Eren miró aquella mata luminosa por unos segundos mientras repetía las palabras dichas una y otra vez, suspiró y alejó la vista de allí mirando hacia la multitud, entonces la distinguió, se acercó a pasos torpes y alcanzó su brazo derecho tomándolo suavemente con una de sus manos.
- Mikasa – La muchacha giró y le sonrió.
- Eren – Se tomó unos minutos y al ver que el joven no diría nada continuó – felicitaciones.
El muchacho tardó unos segundos en entender a lo que se refería y sonrió.
- Realmente no fue nada solo hice mi deber, aunque si te soy sincero las únicas palabras que salieron de su boca aún me tienen un poco aturdido.
Mikasa mostró su larga hilera de dientes blancos y perfectos y Eren creyó que podría quedarse observando su bello rostro durante horas o tal vez días.
- Oh no le des tanta importancia, solo son pestes de un gusano desesperado.

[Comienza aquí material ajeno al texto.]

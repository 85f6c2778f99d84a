//! Deterministic stand-in engines.
//!
//! They let the capture and playback pipelines be exercised end to end on
//! machines without model assets: the recognizer reports a numbered
//! utterance per fixed amount of audio, the synthesizer speaks a sine tone.

use std::f32::consts::TAU;
use std::path::Path;

use tracing::debug;

use crate::error::{DuplexError, Result};
use crate::inference::{
    OnlineRecognizer, RecognizerLoader, SynthesizedAudio, Synthesizer, SynthesizerLoader,
};

/// Samples consumed per `decode` step (100 ms at 16 kHz).
const DECODE_STEP: usize = 1_600;

/// Default utterance length: one second at 16 kHz.
pub const DEFAULT_ENDPOINT_SAMPLES: usize = 16_000;

/// Reports `"stub utterance <n>"` once audio has been decoded and an
/// endpoint after `endpoint_samples` decoded samples.
#[derive(Debug)]
pub struct StubRecognizer {
    endpoint_samples: usize,
    pending: usize,
    decoded: usize,
    utterance: u32,
}

impl StubRecognizer {
    pub fn new(endpoint_samples: usize) -> Self {
        Self {
            endpoint_samples: endpoint_samples.max(1),
            pending: 0,
            decoded: 0,
            utterance: 1,
        }
    }

    /// Loader for use with `RecognitionProxy` / `ClientBackends`.
    pub fn loader(endpoint_samples: usize) -> Box<dyn RecognizerLoader> {
        Box::new(move |asset_dir: &Path| -> Result<Box<dyn OnlineRecognizer>> {
            debug!(asset_dir = %asset_dir.display(), "loading stub recognizer");
            Ok(Box::new(StubRecognizer::new(endpoint_samples)))
        })
    }
}

impl Default for StubRecognizer {
    fn default() -> Self {
        Self::new(DEFAULT_ENDPOINT_SAMPLES)
    }
}

impl OnlineRecognizer for StubRecognizer {
    fn accept_waveform(&mut self, sample_rate: u32, samples: &[f32]) -> Result<()> {
        if sample_rate == 0 {
            return Err(DuplexError::Runtime("sample rate must be positive".into()));
        }
        self.pending += samples.len();
        Ok(())
    }

    fn is_ready(&self) -> bool {
        self.pending >= DECODE_STEP
    }

    fn decode(&mut self) -> Result<()> {
        let step = self.pending.min(DECODE_STEP);
        self.pending -= step;
        self.decoded += step;
        Ok(())
    }

    fn result(&self) -> String {
        if self.decoded == 0 {
            String::new()
        } else {
            format!("stub utterance {}", self.utterance)
        }
    }

    fn is_endpoint(&self) -> bool {
        self.decoded >= self.endpoint_samples
    }

    fn reset(&mut self) {
        self.decoded = 0;
        self.utterance += 1;
    }
}

/// Output rate of `ToneSynthesizer`.
pub const TONE_SAMPLE_RATE: u32 = 22_050;

const SECONDS_PER_WORD: f32 = 0.25;
const AMPLITUDE: f32 = 0.2;
const FADE_SAMPLES: usize = 110;

/// Speaks a sine tone: duration scales with word count over speed, pitch
/// with voice id.
#[derive(Debug)]
pub struct ToneSynthesizer {
    num_speakers: u32,
}

impl ToneSynthesizer {
    pub fn new(num_speakers: u32) -> Self {
        Self {
            num_speakers: num_speakers.max(1),
        }
    }

    pub fn loader(num_speakers: u32) -> Box<dyn SynthesizerLoader> {
        Box::new(move |asset_dir: &Path| -> Result<Box<dyn Synthesizer>> {
            debug!(asset_dir = %asset_dir.display(), "loading tone synthesizer");
            Ok(Box::new(ToneSynthesizer::new(num_speakers)))
        })
    }

    fn pitch(voice_id: u32) -> f32 {
        220.0 + 20.0 * voice_id as f32
    }
}

impl Default for ToneSynthesizer {
    fn default() -> Self {
        Self::new(8)
    }
}

impl Synthesizer for ToneSynthesizer {
    fn num_speakers(&self) -> u32 {
        self.num_speakers
    }

    fn sample_rate(&self) -> u32 {
        TONE_SAMPLE_RATE
    }

    fn generate(&mut self, text: &str, voice_id: u32, speed: f32) -> Result<SynthesizedAudio> {
        if voice_id >= self.num_speakers {
            return Err(DuplexError::Runtime(format!(
                "voice {voice_id} out of range ({} speakers)",
                self.num_speakers
            )));
        }
        if !speed.is_finite() || speed <= 0.0 {
            return Err(DuplexError::Runtime(format!("invalid speed {speed}")));
        }

        let words = text.split_whitespace().count();
        let seconds = words as f32 * SECONDS_PER_WORD / speed;
        let len = (seconds * TONE_SAMPLE_RATE as f32).round() as usize;
        let freq = Self::pitch(voice_id);

        let samples = (0..len)
            .map(|i| {
                let fade_in = (i as f32 / FADE_SAMPLES as f32).min(1.0);
                let fade_out = ((len - i) as f32 / FADE_SAMPLES as f32).min(1.0);
                let phase = TAU * freq * i as f32 / TONE_SAMPLE_RATE as f32;
                AMPLITUDE * fade_in * fade_out * phase.sin()
            })
            .collect();

        Ok(SynthesizedAudio {
            samples,
            sample_rate: TONE_SAMPLE_RATE,
        })
    }
}
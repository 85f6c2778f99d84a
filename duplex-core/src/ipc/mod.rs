//! Types that cross a boundary: hub events seen by embedders, and the
//! request/response messages exchanged with engine workers.
//!
//! All types derive `serde::Serialize` + `serde::Deserialize` so hosts can
//! forward them as JSON unchanged.

pub mod events;
pub mod protocol;
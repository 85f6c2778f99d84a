//! Recognizer worker loop.

use std::path::Path;

use crossbeam_channel::Receiver;
use tokio::sync::mpsc::UnboundedSender;
use tracing::{debug, error, info, warn};

use crate::audio::resample::RECOGNIZER_SAMPLE_RATE;
use crate::error::Result;
use crate::inference::{OnlineRecognizer, RecognizerLoader};
use crate::ipc::protocol::{RecognizerRequest, RecognizerResponse};

/// Serve requests until `Destroy` or until the proxy hangs up.
pub fn run(
    requests: Receiver<RecognizerRequest>,
    replies: UnboundedSender<RecognizerResponse>,
    loader: Box<dyn RecognizerLoader>,
) {
    let mut loader = Some(loader);
    let mut engine: Option<Box<dyn OnlineRecognizer>> = None;

    for request in requests.iter() {
        let reply = match request {
            RecognizerRequest::Init { asset_path } => {
                let Some(loader) = loader.take() else {
                    warn!("recognizer already initialised; ignoring init");
                    continue;
                };
                match loader.load(Path::new(&asset_path)) {
                    Ok(loaded) => {
                        info!(asset_path = asset_path.as_str(), "recognizer loaded");
                        engine = Some(loaded);
                        RecognizerResponse::Ready
                    }
                    Err(e) => {
                        error!("recognizer load failed: {e}");
                        RecognizerResponse::Error {
                            message: e.to_string(),
                        }
                    }
                }
            }
            RecognizerRequest::Feed { samples } => {
                let Some(rec) = engine.as_mut() else {
                    debug!("feed before init; dropped");
                    continue;
                };
                match recognize(&mut **rec, &samples) {
                    Ok(reply) => reply,
                    Err(e) => RecognizerResponse::Error {
                        message: e.to_string(),
                    },
                }
            }
            RecognizerRequest::Destroy => break,
        };

        if replies.send(reply).is_err() {
            debug!("recognition proxy gone");
            break;
        }
    }

    drop(engine);
    info!("recognizer worker exiting");
}

/// Decode one batch. An endpoint resets the engine for the next utterance.
fn recognize(engine: &mut dyn OnlineRecognizer, samples: &[f32]) -> Result<RecognizerResponse> {
    engine.accept_waveform(RECOGNIZER_SAMPLE_RATE, samples)?;
    while engine.is_ready() {
        engine.decode()?;
    }

    let text = engine.result();
    let is_endpoint = engine.is_endpoint();
    if is_endpoint {
        engine.reset();
    }

    Ok(RecognizerResponse::Result { text, is_endpoint })
}

#[cfg(test)]
mod tests {
    use super::*;
    use crate::error::DuplexError;
    use crate::inference::stub::StubRecognizer;

    fn spawn_worker(
        loader: Box<dyn RecognizerLoader>,
    ) -> (
        crossbeam_channel::Sender<RecognizerRequest>,
        tokio::sync::mpsc::UnboundedReceiver<RecognizerResponse>,
        std::thread::JoinHandle<()>,
    ) {
        let (req_tx, req_rx) = crossbeam_channel::unbounded();
        let (resp_tx, resp_rx) = tokio::sync::mpsc::unbounded_channel();
        let handle = std::thread::spawn(move || run(req_rx, resp_tx, loader));
        (req_tx, resp_rx, handle)
    }

    fn init() -> RecognizerRequest {
        RecognizerRequest::Init {
            asset_path: "asr/".into(),
        }
    }

    #[test]
    fn endpoint_result_resets_engine() {
        let (tx, mut rx, handle) = spawn_worker(StubRecognizer::loader(3_200));
        tx.send(init()).unwrap();
        assert_eq!(rx.blocking_recv(), Some(RecognizerResponse::Ready));

        for _ in 0..2 {
            tx.send(RecognizerRequest::Feed {
                samples: vec![0.0; 1_600],
            })
            .unwrap();
        }
        assert_eq!(
            rx.blocking_recv(),
            Some(RecognizerResponse::Result {
                text: "stub utterance 1".into(),
                is_endpoint: false
            })
        );
        assert_eq!(
            rx.blocking_recv(),
            Some(RecognizerResponse::Result {
                text: "stub utterance 1".into(),
                is_endpoint: true
            })
        );

        tx.send(RecognizerRequest::Feed {
            samples: vec![0.0; 1_600],
        })
        .unwrap();
        assert_eq!(
            rx.blocking_recv(),
            Some(RecognizerResponse::Result {
                text: "stub utterance 2".into(),
                is_endpoint: false
            })
        );

        tx.send(RecognizerRequest::Destroy).unwrap();
        handle.join().unwrap();
        assert_eq!(rx.blocking_recv(), None);
    }

    #[test]
    fn load_failure_is_reported_and_second_init_ignored() {
        let loader = Box::new(|_: &Path| -> Result<Box<dyn OnlineRecognizer>> {
            Err(DuplexError::Initialization("model.onnx missing".into()))
        });
        let (tx, mut rx, handle) = spawn_worker(loader);

        tx.send(init()).unwrap();
        match rx.blocking_recv() {
            Some(RecognizerResponse::Error { message }) => {
                assert!(message.contains("model.onnx missing"))
            }
            other => panic!("unexpected reply: {other:?}"),
        }

        tx.send(init()).unwrap();
        tx.send(RecognizerRequest::Feed {
            samples: vec![0.0; 16],
        })
        .unwrap();
        drop(tx);
        handle.join().unwrap();
        assert_eq!(rx.blocking_recv(), None);
    }
}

Eren iba a aportar algo más cuando un hombre canoso, cerca de los cincuenta años apareció detrás de ella.
- Mikasa, tesoro ya tenemos que irnos – la muchacha lo miró y asintió, el hombre observó al acompañante de la joven y sonrió – Buen trabajo muchacho.
- Gracias – respondió.
Vio al gran hombre asentir y alejarse a pasos elegantes y fuertes.
- Debo irme - Se acercó al castaño y besó su mejilla tal y como lo había hecho la noche del baile.
- Hasta luego – Eren suspiró y la vio alejarse, cuando dio media vuelta y se encontró con Sasha .
- Mikasa es muy simpática ¿No crees? – Los celos en la joven se hicieron
presentes pero sacudió su cabeza tratando de disiparlos – Felicitaciones amor.
Se acercó y tomó sus labios entre los suyos.
Eren ocultó su muesca de asco al separarse y sonrió falsamente, su padre lo llamó y fue hacia allí repitiendo continuamente las palabras del vampiro.
"Él los matará, los matará a todos, los hará sufrir imbéciles".